CGI::SHTML - a CGI module for parsing SSI

SYNOPSIS

Top

  use CGI::SHTML;
  my $cgi = new CGI::SHTML;

  # Print a full page worth of info
  print $cgi->header();
  print $cgi->start_html('internal', -title=>"SAMPLE PAGE");
  # Insert content here
  print $cgi->end_html('internal', -author=>"Webmaster", 
		        -address=>'webserver@ks.uiuc.edu');

  # Just parse some SSI text
  my @text = '<!--#echo var="TITLE"-->';
  print CGI::SHTML->parse_shtml(@text);

  # Use a different configuration file
  BEGIN { $CGI::SHTML::CONFIG = "/home/tskirvin/shtml.pm"; }
  use CGI::SHTML;

Further functionality is documented with the CGI module.

DESCRIPTION

Top

In order to parse SSI, you generally have to configure your scripts to be re-parsed through Apache itself. This module eliminates that need by parsing SSI headers itself, as best it can.

Some information on SSI is available at http://www.cclabs.missouri.edu/things/instruction/www/html/xssi.shtml.

VARIABLES

$CGI::SHTML::CONFIG

Defines a file that has further configuration for your web site. This is useful to allow the module to be installed system-wide without actually requiring changes to be internal to the file. Note that you'll need to reset this value *before* loading CGI::SHTML if you want it to actually make any difference; it's loaded when you load the module.

SUBROUTINES

new ()

Invokes CGI's new() command, but blesses with the local class. Also performs the various local functions that are necessary.

parse_shtml ( LINE [, LINE [, LINE ]] )

Parses LINE as if it were an SHTML file. Returns the parsed set of lines, either in an array context or as a single string suitable for printing. All of the work is actually done by ssi().

ssi ( COMMAND, ARGS )

Does the work of parsing an SSI statement. COMMAND is one of the standard SSI "tags" - 'echo', 'include', 'fsize', 'flastmod', 'exec', 'set', 'config', 'odbc', 'email', 'if', 'goto', 'label', and 'break'. ARGS is a string containing the rest of the SSI command - it is parsed by this function.

Note: not all commands are implemented. In fact, all that is implemented is 'echo', 'include', 'fsize', 'flastmod', 'exec', 'if/elif/else/endif', and 'set'. These are all the ones that I've actually had to use to this point.

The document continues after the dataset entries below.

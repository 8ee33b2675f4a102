//! Well-known platform and framework names.
//!
//! The extractor and the builtin method summaries are table-driven: instead
//! of hard-coding fully qualified names at every use site, this module maps
//! annotation and response-builder names (under both the `javax` and
//! `jakarta` namespaces) to their roles.

use crate::typeref::TypeRef;

/// Namespace prefixes under which the REST annotation vocabulary lives.
const WS_RS_PREFIXES: &[&str] = &["javax.ws.rs.", "jakarta.ws.rs."];

/// Namespace prefixes of the XML binding annotations.
const XML_BIND_PREFIXES: &[&str] = &["javax.xml.bind.annotation.", "jakarta.xml.bind.annotation."];

/// Strip a recognized `ws.rs` prefix, yielding the simple vocabulary name
/// (`Path`, `GET`, `QueryParam`, `core.Response`, ...).
pub fn ws_rs_name(canonical: &str) -> Option<&str> {
    WS_RS_PREFIXES.iter().find_map(|p| canonical.strip_prefix(p))
}

/// Strip a recognized XML binding prefix (`XmlElement`, `XmlTransient`,
/// `XmlAccessorType`).
pub fn xml_bind_name(canonical: &str) -> Option<&str> {
    XML_BIND_PREFIXES.iter().find_map(|p| canonical.strip_prefix(p))
}

/// Whether `canonical` names the well-known HTTP response type.
pub fn is_response_class(canonical: &str) -> bool {
    matches!(ws_rs_name(canonical), Some("core.Response"))
}

/// Whether `canonical` names the response builder type.
pub fn is_response_builder_class(canonical: &str) -> bool {
    matches!(ws_rs_name(canonical), Some("core.Response$ResponseBuilder"))
}

/// Whether `canonical` names the response status enum.
pub fn is_status_enum_class(canonical: &str) -> bool {
    matches!(ws_rs_name(canonical), Some("core.Response$Status"))
}

/// Whether a type reference carries response-builder or response semantics.
pub fn is_response_like(type_ref: &TypeRef) -> bool {
    is_response_class(type_ref.name()) || is_response_builder_class(type_ref.name())
}

/// Numeric status code of a `Response.Status` enum constant.
pub fn status_code_for_constant(constant: &str) -> Option<u16> {
    let code = match constant {
        "OK" => 200,
        "CREATED" => 201,
        "ACCEPTED" => 202,
        "NO_CONTENT" => 204,
        "RESET_CONTENT" => 205,
        "PARTIAL_CONTENT" => 206,
        "MOVED_PERMANENTLY" => 301,
        "FOUND" => 302,
        "SEE_OTHER" => 303,
        "NOT_MODIFIED" => 304,
        "USE_PROXY" => 305,
        "TEMPORARY_REDIRECT" => 307,
        "BAD_REQUEST" => 400,
        "UNAUTHORIZED" => 401,
        "PAYMENT_REQUIRED" => 402,
        "FORBIDDEN" => 403,
        "NOT_FOUND" => 404,
        "METHOD_NOT_ALLOWED" => 405,
        "NOT_ACCEPTABLE" => 406,
        "PROXY_AUTHENTICATION_REQUIRED" => 407,
        "REQUEST_TIMEOUT" => 408,
        "CONFLICT" => 409,
        "GONE" => 410,
        "LENGTH_REQUIRED" => 411,
        "PRECONDITION_FAILED" => 412,
        "REQUEST_ENTITY_TOO_LARGE" => 413,
        "REQUEST_URI_TOO_LONG" => 414,
        "UNSUPPORTED_MEDIA_TYPE" => 415,
        "REQUESTED_RANGE_NOT_SATISFIABLE" => 416,
        "EXPECTATION_FAILED" => 417,
        "INTERNAL_SERVER_ERROR" => 500,
        "NOT_IMPLEMENTED" => 501,
        "BAD_GATEWAY" => 502,
        "SERVICE_UNAVAILABLE" => 503,
        "GATEWAY_TIMEOUT" => 504,
        "HTTP_VERSION_NOT_SUPPORTED" => 505,
        _ => return None,
    };
    Some(code)
}

/// Getter names excluded from introspection.
pub const GETTER_BLACKLIST: &[&str] = &["getClass"];

#[cfg(test)]
mod tests {
    use super::*;

    #[test]
    fn both_namespaces_are_recognized() {
        assert_eq!(ws_rs_name("javax.ws.rs.Path"), Some("Path"));
        assert_eq!(ws_rs_name("jakarta.ws.rs.QueryParam"), Some("QueryParam"));
        assert_eq!(ws_rs_name("org.acme.Path"), None);

        assert!(is_response_class("javax.ws.rs.core.Response"));
        assert!(is_response_class("jakarta.ws.rs.core.Response"));
        assert!(is_response_builder_class("javax.ws.rs.core.Response$ResponseBuilder"));
        assert!(!is_response_class("javax.ws.rs.core.Response$ResponseBuilder"));
    }

    #[test]
    fn status_constants_map_to_codes() {
        assert_eq!(status_code_for_constant("OK"), Some(200));
        assert_eq!(status_code_for_constant("CREATED"), Some(201));
        assert_eq!(status_code_for_constant("NOT_FOUND"), Some(404));
        assert_eq!(status_code_for_constant("TEAPOT"), None);
    }

    #[test]
    fn xml_bind_names() {
        assert_eq!(xml_bind_name("javax.xml.bind.annotation.XmlElement"), Some("XmlElement"));
        assert_eq!(xml_bind_name("jakarta.xml.bind.annotation.XmlTransient"), Some("XmlTransient"));
    }
}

start_html ( TYPE, OPTIONS )

Invokes CGI::start_html, and includes the appropriate header file. OPTIONS is passed directly into CGI::start_html, after being parsed for the 'title' field (which is specially set). TYPE is used to decide which header file is being used; the possibilities are in $CGI::SHTML::HEADER.

end_html ( TYPE, OPTIONS )

Loads the appropriate footer file out of $CGI::SHTML::FOOTER, and invokes CGI::end_html.

NOTES

Top

This module was generated for a single research group at UIUC. Its goal was simple: parse the SSI header and footers that were being used for the rest of the web site, so that they wouldn't have to be re-implemented later. Ideally, we would liked to just have Apache take care of this, but it wasn't an option at the time (and as far as I know it still isn't one.)

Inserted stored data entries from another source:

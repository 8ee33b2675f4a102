//! The class-file constant pool.
//!
//! Entries are kept close to their on-disk form; accessors resolve the
//! index chains (`Class` → `Utf8`, `Methodref` → `Class` + `NameAndType`)
//! and convert internal names (`pkg/Outer$Inner`) to canonical dotted form.

use types::{ConstValue, TypeRef};

use crate::{ClassError, Result};

/// One constant-pool entry.
#[derive(Debug, Clone, PartialEq)]
pub enum Constant {
    /// Modified-UTF-8 text, already decoded.
    Utf8(String),
    /// `CONSTANT_Integer`.
    Integer(i32),
    /// `CONSTANT_Float`.
    Float(f32),
    /// `CONSTANT_Long`.
    Long(i64),
    /// `CONSTANT_Double`.
    Double(f64),
    /// `CONSTANT_Class`; the index points at the internal name.
    Class(u16),
    /// `CONSTANT_String`; the index points at the text.
    Str(u16),
    /// `CONSTANT_Fieldref`.
    FieldRef {
        /// Declaring class index.
        class: u16,
        /// `NameAndType` index.
        name_and_type: u16,
    },
    /// `CONSTANT_Methodref`.
    MethodRef {
        /// Declaring class index.
        class: u16,
        /// `NameAndType` index.
        name_and_type: u16,
    },
    /// `CONSTANT_InterfaceMethodref`.
    InterfaceMethodRef {
        /// Declaring interface index.
        class: u16,
        /// `NameAndType` index.
        name_and_type: u16,
    },
    /// `CONSTANT_NameAndType`.
    NameAndType {
        /// Name index.
        name: u16,
        /// Descriptor index.
        descriptor: u16,
    },
    /// `CONSTANT_MethodHandle`.
    MethodHandle {
        /// Reference kind (1–9).
        kind: u8,
        /// Index of the referenced field/method.
        reference: u16,
    },
    /// `CONSTANT_MethodType`.
    MethodType(u16),
    /// `CONSTANT_Dynamic`.
    Dynamic {
        /// Row in the `BootstrapMethods` attribute.
        bootstrap: u16,
        /// `NameAndType` index.
        name_and_type: u16,
    },
    /// `CONSTANT_InvokeDynamic`.
    InvokeDynamic {
        /// Row in the `BootstrapMethods` attribute.
        bootstrap: u16,
        /// `NameAndType` index.
        name_and_type: u16,
    },
    /// `CONSTANT_Module`.
    Module(u16),
    /// `CONSTANT_Package`.
    Package(u16),
    /// Second slot of a `Long`/`Double` entry.
    Unusable,
}

/// The pool, indexed 1-based as on disk.
#[derive(Debug, Default)]
pub struct ConstantPool {
    entries: Vec<Constant>,
}

/// Convert an internal binary name to canonical dotted form.
pub fn canonical_name(internal: &str) -> String { internal.replace('/', ".") }

impl ConstantPool {
    /// Wrap parsed entries (index 0 is implicit and unusable).
    pub fn new(entries: Vec<Constant>) -> Self { Self { entries } }

    /// Number of declared entries (as on disk: slot count + 1).
    pub fn len(&self) -> usize { self.entries.len() + 1 }

    /// Whether the pool has no entries.
    pub fn is_empty(&self) -> bool { self.entries.is_empty() }

    /// Raw entry at a 1-based index.
    pub fn get(&self, index: u16) -> Result<&Constant> {
        index
            .checked_sub(1)
            .and_then(|i| self.entries.get(i as usize))
            .ok_or(ClassError::BadPoolRef { index, expected: "any entry" })
    }

    /// Text of a `Utf8` entry.
    pub fn utf8(&self, index: u16) -> Result<&str> {
        match self.get(index)? {
            Constant::Utf8(s) => Ok(s),
            _ => Err(ClassError::BadPoolRef { index, expected: "Utf8" }),
        }
    }

    /// Canonical dotted name of a `Class` entry.
    pub fn class_name(&self, index: u16) -> Result<String> {
        match self.get(index)? {
            Constant::Class(name) => Ok(canonical_name(self.utf8(*name)?)),
            _ => Err(ClassError::BadPoolRef { index, expected: "Class" }),
        }
    }

    /// `(name, descriptor)` of a `NameAndType` entry.
    pub fn name_and_type(&self, index: u16) -> Result<(&str, &str)> {
        match self.get(index)? {
            Constant::NameAndType { name, descriptor } => {
                Ok((self.utf8(*name)?, self.utf8(*descriptor)?))
            }
            _ => Err(ClassError::BadPoolRef { index, expected: "NameAndType" }),
        }
    }

    /// `(owner, name, descriptor)` of a field reference.
    pub fn field_entry(&self, index: u16) -> Result<(String, &str, &str)> {
        match self.get(index)? {
            Constant::FieldRef { class, name_and_type } => {
                let owner = self.class_name(*class)?;
                let (name, descriptor) = self.name_and_type(*name_and_type)?;
                Ok((owner, name, descriptor))
            }
            _ => Err(ClassError::BadPoolRef { index, expected: "Fieldref" }),
        }
    }

    /// `(owner, name, descriptor)` of a method or interface-method reference.
    pub fn method_entry(&self, index: u16) -> Result<(String, &str, &str)> {
        match self.get(index)? {
            Constant::MethodRef { class, name_and_type }
            | Constant::InterfaceMethodRef { class, name_and_type } => {
                let owner = self.class_name(*class)?;
                let (name, descriptor) = self.name_and_type(*name_and_type)?;
                Ok((owner, name, descriptor))
            }
            _ => Err(ClassError::BadPoolRef { index, expected: "Methodref" }),
        }
    }

    /// The method reference behind a `MethodHandle` entry, when it has one.
    pub fn handle_method(&self, index: u16) -> Result<Option<(String, &str, &str, bool)>> {
        match self.get(index)? {
            Constant::MethodHandle { kind, reference } => match self.get(*reference)? {
                Constant::MethodRef { .. } | Constant::InterfaceMethodRef { .. } => {
                    let (owner, name, descriptor) = self.method_entry(*reference)?;
                    // Kind 6 = REF_invokeStatic.
                    Ok(Some((owner, name, descriptor, *kind == 6)))
                }
                _ => Ok(None),
            },
            _ => Err(ClassError::BadPoolRef { index, expected: "MethodHandle" }),
        }
    }

    /// A loadable constant (`ldc` family) as an abstract value.
    pub fn loadable(&self, index: u16) -> Result<ConstValue> {
        match self.get(index)? {
            Constant::Integer(v) => Ok(ConstValue::Int(*v as i64)),
            Constant::Long(v) => Ok(ConstValue::Int(*v)),
            Constant::Float(v) => Ok(ConstValue::float(*v as f64)),
            Constant::Double(v) => Ok(ConstValue::float(*v)),
            Constant::Str(text) => Ok(ConstValue::Str(self.utf8(*text)?.to_string())),
            Constant::Class(name) => {
                Ok(ConstValue::Class(TypeRef::new(canonical_name(self.utf8(*name)?))))
            }
            _ => Err(ClassError::BadPoolRef { index, expected: "loadable constant" }),
        }
    }
}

I mention the above because it's worth understanding the problem before you think about its limitations. This script will not offer particularly high performance for reasonably-sized sites that use a lot of CGI; I doubt it would work at all well with mod_perl, for instance. But it has done the job just fine for our research group, however; and if you want to copy our general website layout, you're going to need something like this to help you out.

Also of note is that this has been designed for use so that if headers and footers are not being included, you can generally fall back to the default CGI.pm fairly easily enough.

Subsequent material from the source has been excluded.